YOUR GOAL —
Please transcribe, word for word, the line containing "let _ = fmt()" and every line after it through the end of the records below, and nothing else.

PROVIDED INFORMATION —

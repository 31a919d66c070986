// ==========================================
// 日志系统初始化
// ==========================================
// tracing + tracing-subscriber，输出到 stderr
// stdout 留给命令行的表格/JSON 输出
// ==========================================

use tracing_subscriber::{fmt, EnvFilter};

/// 未设置 RUST_LOG 时的默认过滤
const DEFAULT_FILTER: &str = "warn,indirect_costs=info";

/// 日志输出格式
#[derive(Debug, Clone, Copy, PartialEq, Eq, Default)]
pub enum LogFormat {
    #[default]
    Pretty,
    Json,
}

impl LogFormat {
    pub fn from_flag(json: bool) -> Self {
        if json {
            LogFormat::Json
        } else {
            LogFormat::Pretty
        }
    }
}

fn env_filter() -> EnvFilter {
    EnvFilter::try_from_default_env().unwrap_or_else(|_| EnvFilter::new(DEFAULT_FILTER))
}

/// 初始化日志系统
///
/// # 环境变量
/// - RUST_LOG: 日志级别过滤器
///   例如: RUST_LOG=debug 或 RUST_LOG=indirect_costs::editor=trace
///
/// # 示例
/// ```no_run
/// use indirect_costs::logging;
/// logging::init();
/// ```
pub fn init() {
    init_with_format(LogFormat::Pretty);
}

pub fn init_with_format(format: LogFormat) {
    let builder = fmt()
        .with_env_filter(env_filter())
        .with_target(true)
        .with_line_number(true)
        .with_writer(std::io::stderr);

    match format {
        LogFormat::Json => builder.json().init(),
        LogFormat::Pretty => builder.init(),
    }
}

/// 测试用初始化（可重复调用）
pub fn init_test() {
    let _ = fmt()
        .with_env_filter(EnvFilter::new("indirect_costs=debug"))
        .with_test_writer()
        .try_init();
}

OUTPUT FOR THIS TASK —
    let _ = fmt()
        .with_env_filter(EnvFilter::new("indirect_costs=debug"))
        .with_test_writer()
        .try_init();
}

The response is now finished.